Task instructions
Your job is to reproduce all of the data exactly.

Collected data entries
——
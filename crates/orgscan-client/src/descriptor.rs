use orgscan_core::{OrgScanError, QuerySurface, Result};
use serde::{Deserialize, Serialize};

/// One query request against a remote surface.
///
/// Entities that reject the native continuation protocol declare an
/// `ordering_field` instead, switching the executor to windowed custom
/// pagination over that field.
#[derive(Debug, Clone, Serialize, Deserialize)]
pub struct QueryDescriptor {
    pub query: String,
    pub surface: QuerySurface,
    /// Server error codes tolerated as "zero rows" instead of failing
    /// the batch.
    pub bypass_error_codes: Vec<String>,
    pub ordering_field: Option<String>,
}

impl QueryDescriptor {
    pub fn new(query: impl Into<String>) -> Self {
        Self {
            query: query.into(),
            surface: QuerySurface::Data,
            bypass_error_codes: Vec::new(),
            ordering_field: None,
        }
    }

    pub fn tooling(query: impl Into<String>) -> Self {
        Self {
            surface: QuerySurface::Tooling,
            ..Self::new(query)
        }
    }

    pub fn with_bypass(mut self, codes: &[&str]) -> Self {
        self.bypass_error_codes = codes.iter().map(|c| c.to_string()).collect();
        self
    }

    pub fn with_custom_paging(mut self, ordering_field: impl Into<String>) -> Self {
        self.ordering_field = Some(ordering_field.into());
        self
    }

    pub fn bypasses(&self, code: &str) -> bool {
        self.bypass_error_codes.iter().any(|c| c == code)
    }

    /// Rejects descriptors whose ordering field also appears in the
    /// query's GROUP BY clause: ordering by an aggregation key is
    /// ambiguous and would silently miscompute the windowed walk.
    pub fn validate(&self) -> Result<()> {
        let Some(field) = &self.ordering_field else {
            return Ok(());
        };
        let grouped = group_by_fields(&self.query);
        if grouped.iter().any(|g| g.eq_ignore_ascii_case(field)) {
            return Err(OrgScanError::Query {
                query: self.query.clone(),
                code: "AMBIGUOUS_ORDERING".to_string(),
                cause: format!("ordering field {field} is part of the GROUP BY clause"),
            });
        }
        Ok(())
    }
}

/// Field names in the query's GROUP BY clause, if any.
fn group_by_fields(query: &str) -> Vec<String> {
    // Byte offsets into `upper` must map back into `query`, so the
    // uppercase pass has to be length-preserving.
    let upper = query.to_ascii_uppercase();
    let Some(start) = upper.find("GROUP BY") else {
        return Vec::new();
    };
    let after = &query[start + "GROUP BY".len()..];
    let upper_after = &upper[start + "GROUP BY".len()..];

    // The clause runs until the next keyword or the end of the query.
    // Keywords only count on word boundaries, so a field like
    // `RateLimit__c` never ends the clause early.
    let end = ["HAVING", "ORDER BY", "LIMIT", "OFFSET"]
        .iter()
        .filter_map(|kw| keyword_position(upper_after, kw))
        .min()
        .unwrap_or(after.len());

    after[..end]
        .split(',')
        .map(|f| f.trim().to_string())
        .filter(|f| !f.is_empty())
        .collect()
}

/// First occurrence of `keyword` in `haystack` delimited by whitespace
/// (or the string ends) on both sides.
fn keyword_position(haystack: &str, keyword: &str) -> Option<usize> {
    let bytes = haystack.as_bytes();
    let mut from = 0;
    while let Some(rel) = haystack[from..].find(keyword) {
        let at = from + rel;
        let end = at + keyword.len();
        let starts_word = at == 0 || bytes[at - 1].is_ascii_whitespace();
        let ends_word = end == bytes.len() || bytes[end].is_ascii_whitespace();
        if starts_word && ends_word {
            return Some(at);
        }
        from = at + 1;
    }
    None
}

#[cfg(test)]
mod tests {
    use super::*;

    #[test]
    fn plain_descriptor_validates() {
        let d = QueryDescriptor::new("SELECT Id FROM Account");
        assert!(d.validate().is_ok());
    }

    #[test]
    fn ordering_field_in_group_by_is_rejected() {
        let d = QueryDescriptor::new(
            "SELECT CreatedDate, COUNT(Id) FROM LoginHistory GROUP BY CreatedDate",
        )
        .with_custom_paging("CreatedDate");
        let err = d.validate().unwrap_err();
        assert_eq!(err.code(), "QUERY_ERROR");
    }

    #[test]
    fn ordering_field_outside_group_by_is_allowed() {
        let d = QueryDescriptor::new(
            "SELECT UserId, COUNT(Id) FROM LoginHistory GROUP BY UserId ORDER BY UserId",
        )
        .with_custom_paging("LoginTime");
        assert!(d.validate().is_ok());
    }

    #[test]
    fn group_by_parsing_stops_at_keywords() {
        let fields =
            group_by_fields("SELECT A, B FROM X GROUP BY A, B HAVING COUNT(Id) > 1 LIMIT 10");
        assert_eq!(fields, vec!["A", "B"]);
    }

    #[test]
    fn group_by_fields_may_embed_keywords() {
        let fields = group_by_fields(
            "SELECT RateLimit__c, OffsetKind__c, COUNT(Id) FROM X \
             GROUP BY RateLimit__c, OffsetKind__c LIMIT 5",
        );
        assert_eq!(fields, vec!["RateLimit__c", "OffsetKind__c"]);

        // The conflict check still sees such a field.
        let d = QueryDescriptor::new(
            "SELECT RateLimit__c, COUNT(Id) FROM X GROUP BY RateLimit__c",
        )
        .with_custom_paging("RateLimit__c");
        assert!(d.validate().is_err());
    }

    #[test]
    fn bypass_matching() {
        let d = QueryDescriptor::new("SELECT Id FROM Unsupported")
            .with_bypass(&["INVALID_TYPE", "EXTERNAL_OBJECT_UNSUPPORTED_EXCEPTION"]);
        assert!(d.bypasses("INVALID_TYPE"));
        assert!(!d.bypasses("MALFORMED_QUERY"));
    }
}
——
Result
filename crates/orgscan-client/src/descriptor.rs
use orgscan_core::{OrgScanError, QuerySurface, Result};
use serde::{Deserialize, Serialize};

/// One query request against a remote surface.
///
/// Entities that reject the native continuation protocol declare an
/// `ordering_field` instead, switching the executor to windowed custom
/// pagination over that field.
#[derive(Debug, Clone, Serialize, Deserialize)]
pub struct QueryDescriptor {
    pub query: String,
    pub surface: QuerySurface,
    /// Server error codes tolerated as "zero rows" instead of failing
    /// the batch.
    pub bypass_error_codes: Vec<String>,
    pub ordering_field: Option<String>,
}

impl QueryDescriptor {
    pub fn new(query: impl Into<String>) -> Self {
        Self {
            query: query.into(),
            surface: QuerySurface::Data,
            bypass_error_codes: Vec::new(),
            ordering_field: None,
        }
    }

    pub fn tooling(query: impl Into<String>) -> Self {
        Self {
            surface: QuerySurface::Tooling,
            ..Self::new(query)
        }
    }

    pub fn with_bypass(mut self, codes: &[&str]) -> Self {
        self.bypass_error_codes = codes.iter().map(|c| c.to_string()).collect();
        self
    }

    pub fn with_custom_paging(mut self, ordering_field: impl Into<String>) -> Self {
        self.ordering_field = Some(ordering_field.into());
        self
    }

    pub fn bypasses(&self, code: &str) -> bool {
        self.bypass_error_codes.iter().any(|c| c == code)
    }

    /// Rejects descriptors whose ordering field also appears in the
    /// query's GROUP BY clause: ordering by an aggregation key is
    /// ambiguous and would silently miscompute the windowed walk.
    pub fn validate(&self) -> Result<()> {
        let Some(field) = &self.ordering_field else {
            return Ok(());
        };
        let grouped = group_by_fields(&self.query);
        if grouped.iter().any(|g| g.eq_ignore_ascii_case(field)) {
            return Err(OrgScanError::Query {
                query: self.query.clone(),
                code: "AMBIGUOUS_ORDERING".to_string(),
                cause: format!("ordering field {field} is part of the GROUP BY clause"),
            });
        }
        Ok(())
    }
}

/// Field names in the query's GROUP BY clause, if any.
fn group_by_fields(query: &str) -> Vec<String> {
    // Byte offsets into `upper` must map back into `query`, so the
    // uppercase pass has to be length-preserving.
    let upper = query.to_ascii_uppercase();
    let Some(start) = upper.find("GROUP BY") else {
        return Vec::new();
    };
    let after = &query[start + "GROUP BY".len()..];
    let upper_after = &upper[start + "GROUP BY".len()..];

    // The clause runs until the next keyword or the end of the query.
    // Keywords only count on word boundaries, so a field like
    // `RateLimit__c` never ends the clause early.
    let end = ["HAVING", "ORDER BY", "LIMIT", "OFFSET"]
        .iter()
        .filter_map(|kw| keyword_position(upper_after, kw))
        .min()
        .unwrap_or(after.len());

    after[..end]
        .split(',')
        .map(|f| f.trim().to_string())
        .filter(|f| !f.is_empty())
        .collect()
}

/// First occurrence of `keyword` in `haystack` delimited by whitespace
/// (or the string ends) on both sides.
fn keyword_position(haystack: &str, keyword: &str) -> Option<usize> {
    let bytes = haystack.as_bytes();
    let mut from = 0;
    while let Some(rel) = haystack[from..].find(keyword) {
        let at = from + rel;
        let end = at + keyword.len();
        let starts_word = at == 0 || bytes[at - 1].is_ascii_whitespace();
        let ends_word = end == bytes.len() || bytes[end].is_ascii_whitespace();
        if starts_word && ends_word {
            return Some(at);
        }
        from = at + 1;
    }
    None
}

#[cfg(test)]
mod tests {
    use super::*;

    #[test]
    fn plain_descriptor_validates() {
        let d = QueryDescriptor::new("SELECT Id FROM Account");
        assert!(d.validate().is_ok());
    }

    #[test]
    fn ordering_field_in_group_by_is_rejected() {
        let d = QueryDescriptor::new(
            "SELECT CreatedDate, COUNT(Id) FROM LoginHistory GROUP BY CreatedDate",
        )
        .with_custom_paging("CreatedDate");
        let err = d.validate().unwrap_err();
        assert_eq!(err.code(), "QUERY_ERROR");
    }

    #[test]
    fn ordering_field_outside_group_by_is_allowed() {
        let d = QueryDescriptor::new(
            "SELECT UserId, COUNT(Id) FROM LoginHistory GROUP BY UserId ORDER BY UserId",
        )
        .with_custom_paging("LoginTime");
        assert!(d.validate().is_ok());
    }

    #[test]
    fn group_by_parsing_stops_at_keywords() {
        let fields =
            group_by_fields("SELECT A, B FROM X GROUP BY A, B HAVING COUNT(Id) > 1 LIMIT 10");
        assert_eq!(fields, vec!["A", "B"]);
    }

    #[test]
    fn group_by_fields_may_embed_keywords() {
        let fields = group_by_fields(
            "SELECT RateLimit__c, OffsetKind__c, COUNT(Id) FROM X \
             GROUP BY RateLimit__c, OffsetKind__c LIMIT 5",
        );
        assert_eq!(fields, vec!["RateLimit__c", "OffsetKind__c"]);

        // The conflict check still sees such a field.
        let d = QueryDescriptor::new(
            "SELECT RateLimit__c, COUNT(Id) FROM X GROUP BY RateLimit__c",
        )
        .with_custom_paging("RateLimit__c");
        assert!(d.validate().is_err());
    }

    #[test]
    fn bypass_matching() {
        let d = QueryDescriptor::new("SELECT Id FROM Unsupported")
            .with_bypass(&["INVALID_TYPE", "EXTERNAL_OBJECT_UNSUPPORTED_EXCEPTION"]);
        assert!(d.bypasses("INVALID_TYPE"));
        assert!(!d.bypasses("MALFORMED_QUERY"));
    }
}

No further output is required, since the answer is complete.